Problem statement = Would you please copy every line below that includes the string "info"?

Input data =

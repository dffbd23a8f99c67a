//! Specialist agents the manager dispatches to

pub mod greeting;
pub mod image;

pub use greeting::GreetingResponder;
pub use image::{DEFAULT_IMAGE_PATH, ImageResponder};
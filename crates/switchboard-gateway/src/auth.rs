//! Optional bearer-token check for `/query`

use axum::http::HeaderMap;
use axum::http::header::AUTHORIZATION;
use tracing::warn;

/// Token policy for the gateway. An empty token disables the check.
#[derive(Clone, Default)]
pub struct GatewayAuth {
    token: String,
}

impl std::fmt::Debug for GatewayAuth {
    fn fmt(&self, f: &mut std::fmt::Formatter<'_>) -> std::fmt::Result {
        f.debug_struct("GatewayAuth")
            .field("enabled", &self.is_enabled())
            .finish()
    }
}

impl GatewayAuth {
    pub fn new(token: impl Into<String>) -> Self {
        Self {
            token: token.into(),
        }
    }

    pub fn is_enabled(&self) -> bool {
        !self.token.is_empty()
    }

    /// Whether the request carries the configured `Authorization: Bearer` token
    pub fn authorize(&self, headers: &HeaderMap) -> bool {
        if !self.is_enabled() {
            return true;
        }
        let provided = headers
            .get(AUTHORIZATION)
            .and_then(|v| v.to_str().ok())
            .and_then(bearer_token);
        match provided {
            Some(token) => constant_time_eq(self.token.as_bytes(), token.as_bytes()),
            None => {
                warn!("Gateway auth: missing bearer token");
                false
            }
        }
    }
}

fn bearer_token(header_value: &str) -> Option<&str> {
    header_value
        .trim()
        .strip_prefix("Bearer ")
        .map(str::trim)
        .filter(|t| !t.is_empty())
}

/// Compares every byte regardless of where the first mismatch is
fn constant_time_eq(a: &[u8], b: &[u8]) -> bool {
    a.len() == b.len() && a.iter().zip(b).fold(0u8, |acc, (x, y)| acc | (x ^ y)) == 0
}
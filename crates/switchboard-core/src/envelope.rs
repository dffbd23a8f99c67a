//! Message envelope: the unit of communication between agents
//!
//! Every hop in the network builds a fresh [`Envelope`]. The JSON wire
//! encoding is private to this module; other components construct and read
//! envelopes only through the methods below.
//!
//! Wire format:
//!
//! ```json
//! {"role": "user", "content": {"type": "text", "text": "Draw a robot"}}
//! {"role": "agent", "content": {"type": "image_status", "text": "Image generated ..."}}
//! ```

use serde::{Deserialize, Serialize};

use crate::error::Result;

/// Who produced the envelope's content
#[derive(Debug, Clone, Copy, PartialEq, Eq, Hash, Serialize, Deserialize)]
#[serde(rename_all = "lowercase")]
pub enum Role {
    User,
    Agent,
}

impl std::fmt::Display for Role {
    fn fmt(&self, f: &mut std::fmt::Formatter<'_>) -> std::fmt::Result {
        match self {
            Self::User => write!(f, "user"),
            Self::Agent => write!(f, "agent"),
        }
    }
}

/// Envelope payload. Image results travel as status text; the image bytes
/// themselves are persisted out-of-band by the image responder.
#[derive(Debug, Clone, PartialEq, Eq)]
pub enum Content {
    Text(String),
    ImageStatus(String),
}

impl Content {
    pub fn text(&self) -> &str {
        match self {
            Self::Text(t) | Self::ImageStatus(t) => t,
        }
    }
}

/// A single message exchanged between agents
#[derive(Debug, Clone, PartialEq, Eq, Serialize, Deserialize)]
#[serde(into = "WireEnvelope", from = "WireEnvelope")]
pub struct Envelope {
    role: Role,
    content: Content,
}

impl Envelope {
    pub fn new(role: Role, content: Content) -> Self {
        Self { role, content }
    }

    /// A request as sent by a client
    pub fn user_text(text: impl Into<String>) -> Self {
        Self::new(Role::User, Content::Text(text.into()))
    }

    /// A textual reply produced by an agent
    pub fn agent_text(text: impl Into<String>) -> Self {
        Self::new(Role::Agent, Content::Text(text.into()))
    }

    /// An image responder's status reply
    pub fn image_status(text: impl Into<String>) -> Self {
        Self::new(Role::Agent, Content::ImageStatus(text.into()))
    }

    pub fn role(&self) -> Role {
        self.role
    }

    pub fn content(&self) -> &Content {
        &self.content
    }

    /// Text of whichever content variant the envelope carries
    pub fn text(&self) -> &str {
        self.content.text()
    }

    pub fn into_text(self) -> String {
        match self.content {
            Content::Text(t) | Content::ImageStatus(t) => t,
        }
    }

    /// Encode to the JSON wire format
    pub fn to_wire(&self) -> Result<String> {
        Ok(serde_json::to_string(&WireEnvelope::from(self.clone()))?)
    }

    /// Decode from the JSON wire format.
    ///
    /// Fails with [`crate::DispatchError::ProtocolViolation`] when the document is
    /// not JSON, names an unknown role, or lacks a recognized content variant.
    pub fn from_wire(raw: &[u8]) -> Result<Self> {
        let wire: WireEnvelope = serde_json::from_slice(raw)?;
        Ok(wire.into())
    }
}

// ── Wire types ──

#[derive(Debug, Clone, Serialize, Deserialize)]
struct WireEnvelope {
    role: Role,
    content: WireContent,
}

#[derive(Debug, Clone, Serialize, Deserialize)]
#[serde(tag = "type", rename_all = "snake_case")]
enum WireContent {
    Text { text: String },
    ImageStatus { text: String },
}

impl From<Envelope> for WireEnvelope {
    fn from(env: Envelope) -> Self {
        let content = match env.content {
            Content::Text(text) => WireContent::Text { text },
            Content::ImageStatus(text) => WireContent::ImageStatus { text },
        };
        Self {
            role: env.role,
            content,
        }
    }
}

impl From<WireEnvelope> for Envelope {
    fn from(wire: WireEnvelope) -> Self {
        let content = match wire.content {
            WireContent::Text { text } => Content::Text(text),
            WireContent::ImageStatus { text } => Content::ImageStatus(text),
        };
        Self {
            role: wire.role,
            content,
        }
    }
}
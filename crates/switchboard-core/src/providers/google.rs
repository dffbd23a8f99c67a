//! Google Gemini generator

use async_trait::async_trait;
use base64::Engine;
use base64::engine::general_purpose::STANDARD as BASE64;
use reqwest::Client;
use serde::{Deserialize, Serialize};
use std::time::Duration;
use tracing::debug;

use crate::error::{DispatchError, Result};

use super::types::{Generated, GeneratedBlock, Generator, ResponseKind};

const DEFAULT_BASE_URL: &str = "https://generativelanguage.googleapis.com";

/// Google Gemini `generateContent` client
pub struct GoogleGenerator {
    client: Client,
    api_key: String,
    model: String,
    max_tokens: u32,
    base_url: String,
}

impl std::fmt::Debug for GoogleGenerator {
    fn fmt(&self, f: &mut std::fmt::Formatter<'_>) -> std::fmt::Result {
        f.debug_struct("GoogleGenerator")
            .field("model", &self.model)
            .field("max_tokens", &self.max_tokens)
            .field("base_url", &self.base_url)
            .finish()
    }
}

impl GoogleGenerator {
    pub fn new(
        api_key: String,
        model: String,
        max_tokens: u32,
        timeout: Duration,
    ) -> Result<Self> {
        let client = Client::builder()
            .timeout(timeout)
            .build()
            .map_err(|e| {
                DispatchError::GenerationFailure(format!("Failed to build HTTP client: {}", e))
            })?;

        Ok(Self {
            client,
            api_key,
            model,
            max_tokens,
            base_url: DEFAULT_BASE_URL.to_string(),
        })
    }

    /// Point the client at a different API host (proxies, tests)
    pub fn with_base_url(mut self, base_url: impl Into<String>) -> Self {
        self.base_url = base_url.into().trim_end_matches('/').to_string();
        self
    }

    fn request_body(&self, prompt: &str, kind: ResponseKind) -> Result<serde_json::Value> {
        let contents = vec![GeminiContent {
            role: Some("user".to_string()),
            parts: vec![GeminiPart::Text {
                text: prompt.to_string(),
            }],
        }];

        let mut generation_config = serde_json::json!({
            "maxOutputTokens": self.max_tokens,
        });
        if kind == ResponseKind::Image {
            generation_config["responseModalities"] = serde_json::json!(["TEXT", "IMAGE"]);
        }

        Ok(serde_json::json!({
            "contents": serde_json::to_value(&contents)?,
            "generationConfig": generation_config,
        }))
    }

    /// Convert a Gemini response to provider-agnostic blocks
    fn from_gemini_response(resp: GeminiApiResponse) -> Result<Generated> {
        let candidate = resp.candidates.into_iter().next().ok_or_else(|| {
            let reason = resp
                .prompt_feedback
                .and_then(|f| f.block_reason)
                .unwrap_or_else(|| "no candidates".to_string());
            DispatchError::GenerationFailure(format!("Gemini returned no content ({})", reason))
        })?;

        let content = candidate.content.ok_or_else(|| {
            DispatchError::GenerationFailure(format!(
                "Gemini candidate had no content (finish reason: {})",
                candidate.finish_reason.as_deref().unwrap_or("unknown")
            ))
        })?;

        let mut blocks = Vec::with_capacity(content.parts.len());
        for part in content.parts {
            match part {
                GeminiPart::Text { text } => blocks.push(GeneratedBlock::Text(text)),
                GeminiPart::InlineData { inline_data } => {
                    let data = BASE64.decode(inline_data.data.as_bytes()).map_err(|e| {
                        DispatchError::GenerationFailure(format!(
                            "Invalid inline image data: {}",
                            e
                        ))
                    })?;
                    blocks.push(GeneratedBlock::Image {
                        mime_type: inline_data.mime_type,
                        data,
                    });
                }
            }
        }

        Ok(Generated { blocks })
    }
}

#[async_trait]
impl Generator for GoogleGenerator {
    fn provider_name(&self) -> &str {
        "google"
    }

    fn model(&self) -> &str {
        &self.model
    }

    async fn generate(&self, prompt: &str, kind: ResponseKind) -> Result<Generated> {
        let url = format!(
            "{}/v1beta/models/{}:generateContent",
            self.base_url, self.model
        );
        let body = self.request_body(prompt, kind)?;

        debug!(
            "Gemini request: model={}, kind={}, prompt_chars={}",
            self.model,
            kind,
            prompt.len()
        );

        let response = self
            .client
            .post(&url)
            .header("Content-Type", "application/json")
            .header("x-goog-api-key", &self.api_key)
            .json(&body)
            .send()
            .await
            .map_err(|e| {
                DispatchError::GenerationFailure(format!(
                    "Failed to send request to Gemini API: {}",
                    e
                ))
            })?;

        let status = response.status();
        if !status.is_success() {
            let error_text = response
                .text()
                .await
                .unwrap_or_else(|_| "Unknown error".to_string());
            return Err(DispatchError::GenerationFailure(format!(
                "Gemini API request failed with status {}: {}",
                status, error_text
            )));
        }

        let api_response: GeminiApiResponse = response.json().await.map_err(|e| {
            DispatchError::GenerationFailure(format!("Failed to parse Gemini API response: {}", e))
        })?;

        debug!(
            "Gemini response: candidates={}",
            api_response.candidates.len()
        );

        Self::from_gemini_response(api_response)
    }
}

// ── Gemini wire types ──

#[derive(Debug, Clone, Serialize, Deserialize)]
struct GeminiContent {
    #[serde(default, skip_serializing_if = "Option::is_none")]
    role: Option<String>,
    #[serde(default)]
    parts: Vec<GeminiPart>,
}

#[derive(Debug, Clone, Serialize, Deserialize)]
#[serde(untagged)]
enum GeminiPart {
    Text {
        text: String,
    },
    InlineData {
        #[serde(rename = "inlineData")]
        inline_data: GeminiInlineData,
    },
}

#[derive(Debug, Clone, Serialize, Deserialize)]
struct GeminiInlineData {
    #[serde(rename = "mimeType")]
    mime_type: String,
    data: String,
}

#[derive(Debug, Clone, Deserialize)]
struct GeminiApiResponse {
    #[serde(default)]
    candidates: Vec<GeminiCandidate>,
    #[serde(rename = "promptFeedback")]
    prompt_feedback: Option<GeminiPromptFeedback>,
}

#[derive(Debug, Clone, Deserialize)]
struct GeminiCandidate {
    content: Option<GeminiContent>,
    #[serde(rename = "finishReason")]
    finish_reason: Option<String>,
}

#[derive(Debug, Clone, Deserialize)]
struct GeminiPromptFeedback {
    #[serde(rename = "blockReason")]
    block_reason: Option<String>,
}
//! Gateway JSON bodies

use serde::{Deserialize, Serialize};

pub const BANNER: &str = "Switchboard agent gateway is running.";

/// `POST /query` request
#[derive(Debug, Clone, Serialize, Deserialize)]
pub struct QueryRequest {
    pub text: String,
}

/// `POST /query` success body
#[derive(Debug, Clone, PartialEq, Eq, Serialize, Deserialize)]
pub struct QueryResponse {
    pub response: String,
}

/// Body of every gateway error response
#[derive(Debug, Clone, PartialEq, Eq, Serialize, Deserialize)]
pub struct ErrorDetail {
    pub detail: String,
}

impl ErrorDetail {
    pub fn new(detail: impl Into<String>) -> Self {
        Self {
            detail: detail.into(),
        }
    }
}

#[cfg(test)]
mod tests {
    use super::*;

    #[test]
    fn test_query_request_requires_text() {
        let req: QueryRequest = serde_json::from_str(r#"{"text":"hi"}"#).unwrap();
        assert_eq!(req.text, "hi");
        assert!(serde_json::from_str::<QueryRequest>(r#"{"query":"hi"}"#).is_err());
    }

    #[test]
    fn test_error_detail_json() {
        let json = serde_json::to_string(&ErrorDetail::new("manager down")).unwrap();
        assert_eq!(json, r#"{"detail":"manager down"}"#);
    }
}
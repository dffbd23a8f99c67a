//! Agent server: exposes one `AgentEndpoint` over HTTP
//!
//! Endpoints:
//! - GET  /.well-known/agent.json: agent card
//! - GET  /health: liveness
//! - POST /a2a/message: one envelope in, one envelope out

use std::net::SocketAddr;
use std::sync::Arc;

use anyhow::Context;
use axum::Router;
use axum::body::Bytes;
use axum::extract::{DefaultBodyLimit, State};
use axum::http::StatusCode;
use axum::response::{IntoResponse, Response};
use axum::routing::{get, post};
use axum::Json;
use tokio::net::TcpListener;
use tracing::{info, warn};

use switchboard_core::{AgentEndpoint, DispatchError, Envelope};

use crate::protocol::{
    AGENT_CARD_PATH, AgentCard, ErrorBody, HEALTH_PATH, HealthStatus, MAX_REQUEST_BODY_SIZE,
    MESSAGE_PATH,
};

#[derive(Clone)]
struct AgentServerState {
    endpoint: Arc<dyn AgentEndpoint>,
    card: Arc<AgentCard>,
}

pub struct AgentServer {
    state: AgentServerState,
    bind: SocketAddr,
}

impl AgentServer {
    pub fn new(endpoint: Arc<dyn AgentEndpoint>, card: AgentCard, bind: SocketAddr) -> Self {
        Self {
            state: AgentServerState {
                endpoint,
                card: Arc::new(card),
            },
            bind,
        }
    }

    /// Build the Axum router
    pub fn router(&self) -> Router {
        Router::new()
            .route(AGENT_CARD_PATH, get(card_handler))
            .route(HEALTH_PATH, get(health_handler))
            .route(MESSAGE_PATH, post(message_handler))
            .layer(DefaultBodyLimit::max(MAX_REQUEST_BODY_SIZE))
            .with_state(self.state.clone())
    }

    /// Bind the configured address and serve until the task is dropped
    pub async fn run(self) -> anyhow::Result<()> {
        let listener = TcpListener::bind(self.bind)
            .await
            .with_context(|| format!("Failed to bind {} on {}", self.state.card.name, self.bind))?;
        self.serve(listener).await
    }

    /// Serve on an already bound listener
    pub async fn serve(self, listener: TcpListener) -> anyhow::Result<()> {
        let addr = listener.local_addr()?;
        info!("{} listening on {}", self.state.card.name, addr);
        axum::serve(listener, self.router()).await?;
        Ok(())
    }
}

async fn card_handler(State(state): State<AgentServerState>) -> Json<AgentCard> {
    Json(state.card.as_ref().clone())
}

async fn health_handler(State(state): State<AgentServerState>) -> Json<HealthStatus> {
    Json(HealthStatus::healthy(state.endpoint.name()))
}

async fn message_handler(State(state): State<AgentServerState>, body: Bytes) -> Response {
    let envelope = match Envelope::from_wire(&body) {
        Ok(envelope) => envelope,
        Err(e) => {
            warn!("{}: rejected malformed envelope: {}", state.card.name, e);
            return error_response(StatusCode::BAD_REQUEST, &e);
        }
    };

    match state.endpoint.call(envelope).await {
        Ok(reply) => Json(reply).into_response(),
        Err(e) => {
            let status = if e.is_fatal() {
                StatusCode::BAD_REQUEST
            } else {
                StatusCode::INTERNAL_SERVER_ERROR
            };
            error_response(status, &e)
        }
    }
}

fn error_response(status: StatusCode, error: &DispatchError) -> Response {
    let body = ErrorBody {
        error: error.to_string(),
    };
    (status, Json(body)).into_response()
}
use anyhow::{Context, Result};
use clap::{Parser, Subcommand, ValueEnum};
use std::net::SocketAddr;
use std::path::PathBuf;
use std::sync::Arc;
use tokio::signal;
use tokio::task::JoinSet;
use tracing::{error, info, warn};
use tracing_subscriber::EnvFilter;

mod config;

use config::SwitchboardConfig;
use switchboard_a2a::{AgentCard, AgentServer, RemoteAgent};
use switchboard_core::{
    AgentEndpoint, Envelope, Generator, GoogleGenerator, GraphResearchPipeline,
    GREETING_AGENT, GreetingResponder, IMAGE_AGENT, ImageResponder, ManagerAgent,
    RetryingGenerator, SpecialistRegistry,
};
use switchboard_gateway::GatewayServer;
use switchboard_gateway::auth::GatewayAuth;

#[derive(Parser)]
#[command(name = "switchboard")]
#[command(version)]
#[command(about = "Switchboard: a router agent in front of specialist agents")]
struct Cli {
    /// Path to config file
    #[arg(short, long, global = true)]
    config: Option<PathBuf>,

    /// Enable debug logging
    #[arg(short, long, global = true)]
    debug: bool,

    #[command(subcommand)]
    command: Commands,
}

#[derive(Subcommand)]
enum Commands {
    /// Initialize config directory and default config
    Init,

    /// Show current configuration (secrets masked)
    Config,

    /// Run a single agent server
    Serve {
        #[arg(value_enum)]
        agent: AgentKind,
    },

    /// Run the front-door HTTP gateway
    Gateway,

    /// Run every agent and the gateway in one process
    Up,

    /// Send a one-shot request to the manager agent
    Ask {
        /// The request text
        text: String,
    },
}

#[derive(Debug, Clone, Copy, PartialEq, Eq, ValueEnum)]
enum AgentKind {
    Manager,
    Greeting,
    Image,
}

#[tokio::main]
async fn main() -> Result<()> {
    dotenv::dotenv().ok();
    let cli = Cli::parse();

    // Set up logging
    let filter = if cli.debug {
        EnvFilter::new("debug")
    } else {
        EnvFilter::try_from_default_env().unwrap_or_else(|_| EnvFilter::new("info"))
    };
    tracing_subscriber::fmt().with_env_filter(filter).init();

    match cli.command {
        Commands::Init => cmd_init().await,
        Commands::Config => cmd_config(&cli.config).await,
        Commands::Serve { agent } => cmd_serve(&cli.config, agent).await,
        Commands::Gateway => cmd_gateway(&cli.config).await,
        Commands::Up => cmd_up(&cli.config).await,
        Commands::Ask { text } => cmd_ask(&cli.config, &text).await,
    }
}

async fn cmd_init() -> Result<()> {
    let config_dir = config::config_dir();
    tokio::fs::create_dir_all(&config_dir)
        .await
        .with_context(|| format!("Failed to create config dir: {}", config_dir.display()))?;

    let config_path = config_dir.join("config.toml");
    if config_path.exists() {
        warn!("Config already exists at {}", config_path.display());
    } else {
        let default_config = include_str!("../../../config/default.toml");
        tokio::fs::write(&config_path, default_config).await?;
        #[cfg(unix)]
        {
            use std::os::unix::fs::PermissionsExt;
            tokio::fs::set_permissions(&config_path, std::fs::Permissions::from_mode(0o600))
                .await?;
        }
        info!("Created default config at {}", config_path.display());
    }

    println!("Switchboard initialized at {}", config_dir.display());
    println!(
        "Set {} in your environment or a .env file, then run `switchboard up`.",
        config::API_KEY_ENV
    );
    Ok(())
}

async fn cmd_config(config_path: &Option<PathBuf>) -> Result<()> {
    let cfg = SwitchboardConfig::load(config_path)?;
    println!("{}", toml::to_string_pretty(&cfg.redacted())?);
    Ok(())
}

async fn cmd_serve(config_path: &Option<PathBuf>, kind: AgentKind) -> Result<()> {
    let cfg = SwitchboardConfig::load(config_path)?;
    let mut servers = JoinSet::new();
    servers.spawn(build_agent_server(&cfg, kind)?.run());
    wait_for_shutdown(servers).await
}

async fn cmd_gateway(config_path: &Option<PathBuf>) -> Result<()> {
    let cfg = SwitchboardConfig::load(config_path)?;
    let mut servers = JoinSet::new();
    servers.spawn(build_gateway(&cfg)?.run());
    wait_for_shutdown(servers).await
}

async fn cmd_up(config_path: &Option<PathBuf>) -> Result<()> {
    let cfg = SwitchboardConfig::load(config_path)?;
    info!("Starting agent network...");

    // Specialists first so the manager's first dispatch finds them listening
    let mut servers = JoinSet::new();
    for kind in [AgentKind::Greeting, AgentKind::Image, AgentKind::Manager] {
        servers.spawn(build_agent_server(&cfg, kind)?.run());
    }
    servers.spawn(build_gateway(&cfg)?.run());

    wait_for_shutdown(servers).await
}

async fn cmd_ask(config_path: &Option<PathBuf>, text: &str) -> Result<()> {
    let cfg = SwitchboardConfig::load(config_path)?;
    let manager = RemoteAgent::new("manager_agent", cfg.manager_url(), cfg.transport.timeout())?;

    let reply = manager
        .call(Envelope::user_text(text))
        .await
        .with_context(|| format!("Manager at {} did not answer", manager.base_url()))?;
    println!("{}", reply.text());
    Ok(())
}

/// Wait for Ctrl+C or for any server to exit, then stop the rest
async fn wait_for_shutdown(mut servers: JoinSet<Result<()>>) -> Result<()> {
    let outcome = tokio::select! {
        res = signal::ctrl_c() => {
            res?;
            info!("Received Ctrl+C, shutting down...");
            Ok(())
        }
        Some(joined) = servers.join_next() => match joined {
            Ok(Ok(())) => Ok(()),
            Ok(Err(e)) => {
                error!("Server exited: {:#}", e);
                Err(e)
            }
            Err(e) => Err(anyhow::anyhow!("Server task failed: {}", e)),
        },
    };

    servers.shutdown().await;
    println!("Switchboard stopped.");
    outcome
}

/// Extra generation attempts for an agent's model calls. Classification and
/// image synthesis are single-shot; only text answers are retried.
fn generator_retries(cfg: &SwitchboardConfig, kind: AgentKind) -> u32 {
    match kind {
        AgentKind::Greeting => cfg.providers.google.max_retries,
        AgentKind::Manager | AgentKind::Image => 0,
    }
}

fn build_generator(
    cfg: &SwitchboardConfig,
    model: &str,
    retries: u32,
) -> Result<Arc<dyn Generator>> {
    let google = &cfg.providers.google;
    let api_key = google.resolved_api_key().with_context(|| {
        format!(
            "{} not found. Set it in the environment, a .env file, or the config file.",
            config::API_KEY_ENV
        )
    })?;

    let mut provider = GoogleGenerator::new(
        api_key,
        model.to_string(),
        google.max_tokens,
        cfg.transport.timeout(),
    )?;
    if let Some(base_url) = &google.base_url {
        provider = provider.with_base_url(base_url.clone());
    }
    info!(
        "Google generator initialized (model: {}, retries: {})",
        model, retries
    );

    if retries == 0 {
        return Ok(Arc::new(provider));
    }
    Ok(Arc::new(
        RetryingGenerator::new(Arc::new(provider)).with_max_retries(retries),
    ))
}

fn build_agent(cfg: &SwitchboardConfig, kind: AgentKind) -> Result<Arc<dyn AgentEndpoint>> {
    let google = &cfg.providers.google;
    let retries = generator_retries(cfg, kind);
    let agent: Arc<dyn AgentEndpoint> = match kind {
        AgentKind::Greeting => {
            let generator = build_generator(cfg, &google.text_model, retries)?;
            let mut responder = GreetingResponder::new(generator.clone()).with_research_limits(
                cfg.greeting.max_research_loops,
                cfg.greeting.initial_search_query_count,
            );
            if cfg.greeting.research_enabled {
                let pipeline = GraphResearchPipeline::new(generator);
                responder = responder.with_research(Arc::new(pipeline));
                info!("Research pipeline enabled");
            }
            Arc::new(responder)
        }
        AgentKind::Image => Arc::new(ImageResponder::new(
            build_generator(cfg, &google.image_model, retries)?,
            cfg.image.output_path.clone(),
        )),
        AgentKind::Manager => {
            let timeout = cfg.transport.timeout();
            let greeting = RemoteAgent::new(
                GREETING_AGENT,
                cfg.agents.url(cfg.agents.greeting_port),
                timeout,
            )?;
            let image =
                RemoteAgent::new(IMAGE_AGENT, cfg.agents.url(cfg.agents.image_port), timeout)?;
            let registry = SpecialistRegistry::new()
                .with(GREETING_AGENT, Arc::new(greeting))
                .with(IMAGE_AGENT, Arc::new(image));
            Arc::new(ManagerAgent::new(
                build_generator(cfg, &google.classifier_model, retries)?,
                registry,
            ))
        }
    };
    Ok(agent)
}

fn build_agent_server(cfg: &SwitchboardConfig, kind: AgentKind) -> Result<AgentServer> {
    let port = match kind {
        AgentKind::Manager => cfg.agents.manager_port,
        AgentKind::Greeting => cfg.agents.greeting_port,
        AgentKind::Image => cfg.agents.image_port,
    };
    let bind: SocketAddr = cfg.agents.addr(port)?;
    let agent = build_agent(cfg, kind)?;

    let mut card = AgentCard::new(agent.name(), agent.description(), cfg.agents.url(port));
    if kind == AgentKind::Image {
        card = card.with_capability("envelope/image_status");
    }
    Ok(AgentServer::new(agent, card, bind))
}

fn build_gateway(cfg: &SwitchboardConfig) -> Result<GatewayServer> {
    // The gateway never calls the model itself, but refuses to start without a key
    cfg.providers.google.resolved_api_key().with_context(|| {
        format!("FATAL: {} not found.", config::API_KEY_ENV)
    })?;

    let manager = RemoteAgent::new("manager_agent", cfg.manager_url(), cfg.transport.timeout())?;
    let auth = GatewayAuth::new(cfg.gateway.auth_token.clone());
    if auth.is_enabled() {
        info!("Gateway bearer-token auth enabled");
    }
    Ok(GatewayServer::new(Arc::new(manager), cfg.gateway.addr()?, auth))
}

#[cfg(test)]
mod tests {
    use super::*;

    #[test]
    fn test_only_text_answers_are_retried() {
        let mut cfg = SwitchboardConfig::default();
        cfg.providers.google.max_retries = 3;
        assert_eq!(generator_retries(&cfg, AgentKind::Greeting), 3);
        assert_eq!(generator_retries(&cfg, AgentKind::Manager), 0);
        assert_eq!(generator_retries(&cfg, AgentKind::Image), 0);
    }

    #[test]
    fn test_generator_requires_api_key() {
        let mut cfg = SwitchboardConfig::default();
        cfg.providers.google.api_key = "test-key".to_string();
        assert!(build_generator(&cfg, "gemini-2.0-flash", 0).is_ok());
        assert!(build_generator(&cfg, "gemini-2.0-flash", 2).is_ok());
    }
}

Your solution =
use tracing::{info, warn};
        info!("{} listening on {}", self.state.card.name, addr);
use tracing::{error, info, warn};
        EnvFilter::try_from_default_env().unwrap_or_else(|_| EnvFilter::new("info"))
        info!("Created default config at {}", config_path.display());
    info!("Starting agent network...");
            info!("Received Ctrl+C, shutting down...");
    info!(
                info!("Research pipeline enabled");
        info!("Gateway bearer-token auth enabled");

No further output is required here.